Additional NID rounds, requiring considerable extra resources, are being conducted in most countries affected by conflict because routine immunization services are absent or insufficient. It is essential to intensify efforts in the remaining areas of endemicity as the goal of global eradication draws nearer. In this situation the cost per case prevented rises steeply, making other health interventions appear to be more cost-effective. Because polio is highly infectious and spreads insidiously, immunization must continue worldwide until eradication is achieved in every country.

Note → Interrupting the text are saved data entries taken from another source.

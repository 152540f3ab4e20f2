//! End-to-end tests: parse netlist, assemble tableau, solve, check circuit laws.

use approx::{assert_abs_diff_eq, assert_relative_eq};
use sparse_tableau::circuit::{BranchId, Circuit, NodeId};
use sparse_tableau::components::Component;
use sparse_tableau::netlist;
use sparse_tableau::solver::{solve_circuit, GaussianSolver, IncidenceMatrix, Solution, Tableau};
use sparse_tableau::{CircuitSession, SingularKind, SolveStatus, TableauError};

const TOL: f64 = 1e-9;

fn circuit(src: &str) -> Circuit {
    Circuit::from_ast(netlist::parse(src).expect("parse should succeed")).expect("valid netlist")
}

fn solve(src: &str) -> (Circuit, Solution) {
    let c = circuit(src);
    let s = solve_circuit(&c, &GaussianSolver::new()).expect("solve should succeed");
    (c, s)
}

/// KCL, KVL and Ohm's law all hold on a solved circuit.
fn assert_circuit_laws(circuit: &Circuit, solution: &Solution) {
    assert_eq!(solution.len(), circuit.num_nodes + 2 * circuit.num_branches);

    let incidence = IncidenceMatrix::build(circuit);
    for residual in incidence.kcl_residual(solution.branch_currents()) {
        assert_abs_diff_eq!(residual, 0.0, epsilon = TOL);
    }

    for component in &circuit.components {
        let b = component.branch();
        let [src, dst] = component.nodes();
        let e_src = solution.node_voltage(src).unwrap();
        let e_dst = solution.node_voltage(dst).unwrap();
        let v = solution.branch_voltage(b).unwrap();
        let i = solution.branch_current(b).unwrap();

        assert_abs_diff_eq!(v, e_src - e_dst, epsilon = TOL);
        match component {
            Component::Resistor(r) => assert_abs_diff_eq!(v, i * r.resistance, epsilon = TOL),
            Component::VoltageSource(s) => assert_abs_diff_eq!(v, s.voltage, epsilon = TOL),
        }
    }
}

/// 5V source and a 1 ohm resistor across it.
#[test]
fn test_source_across_single_resistor() {
    let (c, s) = solve("V1 1 0 5\nR1 1 0 1\n");
    assert_abs_diff_eq!(s.node_voltage(NodeId(1)).unwrap(), 5.0, epsilon = TOL);
    assert_abs_diff_eq!(s.branch_current(BranchId(1)).unwrap(), 5.0, epsilon = TOL);
    // The source supplies the current, so it flows against its orientation
    assert_abs_diff_eq!(s.branch_current(BranchId(0)).unwrap(), -5.0, epsilon = TOL);
    assert_circuit_laws(&c, &s);
}

/// 10V across 2 ohm + 3 ohm in series.
#[test]
fn test_series_divider() {
    let (c, s) = solve("V1 1 0 10\nR1 1 2 2\nR2 2 0 3\n");
    assert_abs_diff_eq!(s.node_voltage(NodeId(1)).unwrap(), 10.0, epsilon = TOL);
    assert_abs_diff_eq!(s.node_voltage(NodeId(2)).unwrap(), 6.0, epsilon = TOL);
    assert_abs_diff_eq!(s.branch_current(BranchId(1)).unwrap(), 2.0, epsilon = TOL);
    assert_abs_diff_eq!(s.branch_current(BranchId(2)).unwrap(), 2.0, epsilon = TOL);
    assert_abs_diff_eq!(s.branch_voltage(BranchId(1)).unwrap(), 4.0, epsilon = TOL);
    assert_circuit_laws(&c, &s);
}

/// Two sources feeding a shared node through resistors.
#[test]
fn test_two_source_network() {
    let src = "\
# superposition check
V1 1 0 12
V2 3 0 6
R1 1 2 4
R2 2 3 4
R3 2 0 2
";
    let (c, s) = solve(src);
    // Node 2: (12 - e)/4 + (6 - e)/4 = e/2  ->  e = 4.5
    assert_abs_diff_eq!(s.node_voltage(NodeId(2)).unwrap(), 4.5, epsilon = TOL);
    assert_abs_diff_eq!(s.branch_current(BranchId(4)).unwrap(), 2.25, epsilon = TOL);
    assert_circuit_laws(&c, &s);
}

/// Source between two non-ground nodes, reversed orientation and unit suffixes.
#[test]
fn test_floating_source_and_suffixes() {
    let src = "V1 0 1 5\nR1 1 2 1k\nV2 2 3 1\nR2 3 0 4k\n";
    let (c, s) = solve(src);
    // e1 = -5; loop current through 5k total with 1V opposing
    assert_abs_diff_eq!(s.node_voltage(NodeId(1)).unwrap(), -5.0, epsilon = TOL);
    assert_abs_diff_eq!(s.branch_current(BranchId(1)).unwrap(), -6.0 / 5000.0, epsilon = TOL);
    assert_circuit_laws(&c, &s);
}

/// Wheatstone bridge, balanced: no current through the middle resistor.
#[test]
fn test_balanced_bridge() {
    let src = "V1 1 0 9\nR1 1 2 100\nR2 2 0 200\nR3 1 3 50\nR4 3 0 100\nR5 2 3 1000\n";
    let (c, s) = solve(src);
    assert_abs_diff_eq!(s.branch_current(BranchId(5)).unwrap(), 0.0, epsilon = TOL);
    assert_abs_diff_eq!(s.node_voltage(NodeId(2)).unwrap(), 6.0, epsilon = TOL);
    assert_abs_diff_eq!(s.node_voltage(NodeId(3)).unwrap(), 6.0, epsilon = TOL);
    assert_circuit_laws(&c, &s);
}

/// Sub-picoohm resistors across a source are well-posed, just stiff.
#[test]
fn test_tiny_resistance_across_source() {
    for (value, ohms) in [("1p", 1e-12), ("0.1p", 1e-13)] {
        let (c, s) = solve(&format!("V1 1 0 1\nR1 1 0 {}\n", value));
        let current = 1.0 / ohms;
        assert_relative_eq!(s.branch_current(BranchId(1)).unwrap(), current, max_relative = 1e-9);
        assert_relative_eq!(s.branch_current(BranchId(0)).unwrap(), -current, max_relative = 1e-9);
        assert_abs_diff_eq!(s.node_voltage(NodeId(1)).unwrap(), 1.0, epsilon = TOL);
        assert_circuit_laws(&c, &s);
    }

    let mut session = CircuitSession::new();
    let status = session.load_str("V1 1 0 1\nR1 1 0 1e-13").unwrap();
    assert!(matches!(status, SolveStatus::Solved(_)));
    assert_relative_eq!(session.branch_currents().unwrap()[1], 1e13, max_relative = 1e-9);
}

/// Very large resistances still solve at the other end of the scale.
#[test]
fn test_huge_resistance_divider() {
    let (c, s) = solve("V1 1 0 10\nR1 1 2 1G\nR2 2 0 1G\nR3 2 0 1e16\n");
    assert_relative_eq!(s.node_voltage(NodeId(2)).unwrap(), 5.0, max_relative = 1e-6);
    assert_circuit_laws(&c, &s);
}

/// Netlists whose tokens parse but whose tableau would not fit are refused.
#[test]
fn test_oversized_netlist_rejected() {
    let mut session = CircuitSession::new();
    let err = session.load_str("V1 1 0 5\nR1 4294967296 0 1").unwrap_err();
    assert!(matches!(err, TableauError::MalformedNetlist { .. }));
    assert_eq!(session.status(), &SolveStatus::Empty);
}

/// A node index that no branch touches leaves a free unknown.
#[test]
fn test_isolated_node_is_under_determined() {
    let c = circuit("V1 1 0 5\nR1 1 0 1\nR2 3 0 2\n");
    let err = solve_circuit(&c, &GaussianSolver::new()).unwrap_err();
    assert!(matches!(
        err,
        TableauError::SingularSystem { kind: SingularKind::UnderDetermined, .. }
    ));
}

/// Parallel sources that disagree have no solution.
#[test]
fn test_contradictory_sources_are_inconsistent() {
    let c = circuit("V1 1 0 5\nV2 1 0 3\n");
    let err = solve_circuit(&c, &GaussianSolver::new()).unwrap_err();
    assert!(matches!(
        err,
        TableauError::SingularSystem { kind: SingularKind::Inconsistent, .. }
    ));
}

/// A resistor hanging off a source with nothing to return through is fine;
/// it just carries no current.
#[test]
fn test_dangling_resistor_carries_no_current() {
    let (c, s) = solve("V1 1 0 5\nR1 1 0 1\nR2 1 2 10\n");
    assert_abs_diff_eq!(s.branch_current(BranchId(2)).unwrap(), 0.0, epsilon = TOL);
    assert_abs_diff_eq!(s.node_voltage(NodeId(2)).unwrap(), 5.0, epsilon = TOL);
    assert_circuit_laws(&c, &s);
}

/// A node joined to the rest only through resistors with no source path
/// still has a definite voltage: zero.
#[test]
fn test_unpowered_loop() {
    let (c, s) = solve("R1 1 2 5\nR2 2 0 5\nR3 1 0 5\n");
    assert!(s.as_slice().iter().all(|v| v.abs() < TOL));
    assert_circuit_laws(&c, &s);
}

#[test]
fn test_solve_twice_is_bitwise_identical() {
    let c = circuit("V1 1 0 7\nR1 1 2 3.3\nR2 2 0 4.7\nR3 2 3 1.1\nR4 3 0 2.2\n");
    let solver = GaussianSolver::new();
    let a = solve_circuit(&c, &solver).unwrap();
    let b = solve_circuit(&c, &solver).unwrap();
    let bits = |s: &Solution| s.as_slice().iter().map(|v| v.to_bits()).collect::<Vec<_>>();
    assert_eq!(bits(&a), bits(&b));
}

#[test]
fn test_tableau_residual_of_solution() {
    let c = circuit("V1 1 0 10\nR1 1 2 2\nR2 2 0 3\nR3 2 0 6\n");
    let tableau = Tableau::assemble(&c, &IncidenceMatrix::build(&c)).unwrap();
    let solution = GaussianSolver::new().solve(tableau.clone()).unwrap();
    for r in tableau.residual(solution.as_slice()) {
        assert_abs_diff_eq!(r, 0.0, epsilon = TOL);
    }
}

#[test]
fn test_session_lifecycle() {
    let mut session = CircuitSession::new();

    let status = session.load_str("V1 1 0 5\nV2 1 0 3\n").unwrap();
    assert!(matches!(status, SolveStatus::Singular(_)));
    assert!(session.branch_currents().is_err());
    assert!(session.node_voltages().is_err());

    session.load_str("V1 1 0 10\nR1 1 2 2\nR2 2 0 3\n").unwrap();
    let currents = session.branch_currents().unwrap();
    assert_abs_diff_eq!(currents[1], 2.0, epsilon = TOL);

    session.clear();
    assert!(matches!(session.branch_currents(), Err(TableauError::NoNetlistLoaded)));
}

#[test]
fn test_malformed_netlists() {
    let mut session = CircuitSession::new();
    for bad in ["R1 1 x 5", "R1 1 0", "Q1 1 2 3", "V1 1 0 1 2", "R1 1 0 abc", ""] {
        let err = session.load_str(bad).unwrap_err();
        assert!(err.is_netlist_error(), "{bad:?} gave {err:?}");
        assert_eq!(session.status(), &SolveStatus::Empty);
    }
}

Significant contributions towards achieving polio eradication in countries affected by conflict have been made by Rotary International, UNICEF, WHO, the Centers for Disease Control and Prevention and USAID in the USA, the United Kingdom’s Department for International Development (DFID), the Danish International Development Agency, Australia’s AusAID, Japan through JICA, and Norway through NORAID. It is vital to assure the continuing availability of sufficient funds for eradication activities in countries affected by conflict.
The eradication of polio in conflict situations is possible, as has been demonstrated in certain countries of Asia and Central America. However, the accelerated campaigns currently under way can lead to fulfilment of the goal of global eradication in 2000 only if all the partners, including governments and local leaders in countries where the disease is endemic, as well as international donors, give unconditional and unprecedented support.
We dedicate this paper to the health workers who perished while trying to deliver vaccine to children in conflict situations in Ethiopia, Liberia, Peru, the Democratic Republic of the Congo, Sierra Leone, Somalia, and southern Sudan.